(Saved entries)
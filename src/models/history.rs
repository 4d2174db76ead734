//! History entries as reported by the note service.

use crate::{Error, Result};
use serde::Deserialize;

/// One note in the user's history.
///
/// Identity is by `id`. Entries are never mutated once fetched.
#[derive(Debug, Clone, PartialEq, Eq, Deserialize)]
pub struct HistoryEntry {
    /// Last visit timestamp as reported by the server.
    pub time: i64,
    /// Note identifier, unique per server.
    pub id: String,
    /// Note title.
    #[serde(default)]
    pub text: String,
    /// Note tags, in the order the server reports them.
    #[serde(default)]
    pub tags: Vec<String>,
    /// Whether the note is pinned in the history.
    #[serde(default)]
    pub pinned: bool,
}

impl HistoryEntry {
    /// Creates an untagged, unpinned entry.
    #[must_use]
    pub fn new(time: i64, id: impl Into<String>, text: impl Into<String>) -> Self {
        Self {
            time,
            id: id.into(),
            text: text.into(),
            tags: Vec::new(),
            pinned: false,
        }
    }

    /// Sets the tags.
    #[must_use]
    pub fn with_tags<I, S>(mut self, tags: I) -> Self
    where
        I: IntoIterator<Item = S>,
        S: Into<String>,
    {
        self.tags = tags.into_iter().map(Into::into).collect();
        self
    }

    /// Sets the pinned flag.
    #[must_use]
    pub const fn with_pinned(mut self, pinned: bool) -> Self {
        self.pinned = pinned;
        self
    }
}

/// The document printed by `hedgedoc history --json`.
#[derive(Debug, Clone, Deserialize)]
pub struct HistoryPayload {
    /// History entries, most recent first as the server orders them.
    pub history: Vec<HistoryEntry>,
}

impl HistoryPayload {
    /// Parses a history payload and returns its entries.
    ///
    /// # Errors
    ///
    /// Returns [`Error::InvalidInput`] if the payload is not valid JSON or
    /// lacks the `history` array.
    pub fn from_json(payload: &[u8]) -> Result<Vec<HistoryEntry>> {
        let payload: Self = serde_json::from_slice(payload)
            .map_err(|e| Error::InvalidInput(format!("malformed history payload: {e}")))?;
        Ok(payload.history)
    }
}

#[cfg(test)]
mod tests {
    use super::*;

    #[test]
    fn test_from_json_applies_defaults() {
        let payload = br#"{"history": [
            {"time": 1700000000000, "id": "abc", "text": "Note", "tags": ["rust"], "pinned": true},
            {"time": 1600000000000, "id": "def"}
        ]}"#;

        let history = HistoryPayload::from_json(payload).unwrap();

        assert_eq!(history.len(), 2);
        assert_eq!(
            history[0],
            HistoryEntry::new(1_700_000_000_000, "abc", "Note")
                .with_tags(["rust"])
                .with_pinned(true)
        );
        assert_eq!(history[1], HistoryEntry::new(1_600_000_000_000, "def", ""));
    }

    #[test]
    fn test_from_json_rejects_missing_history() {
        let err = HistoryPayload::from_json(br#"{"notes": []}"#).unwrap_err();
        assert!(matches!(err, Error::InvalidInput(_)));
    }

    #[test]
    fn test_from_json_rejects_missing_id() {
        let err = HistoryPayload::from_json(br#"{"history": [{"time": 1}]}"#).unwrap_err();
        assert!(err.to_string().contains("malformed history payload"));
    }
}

* Exercise objective: Check the entries above for the word "them" and copy every line where it turns up.

* Answer box:
    /// Note tags, in the order the server reports them.
    /// History entries, most recent first as the server orders them.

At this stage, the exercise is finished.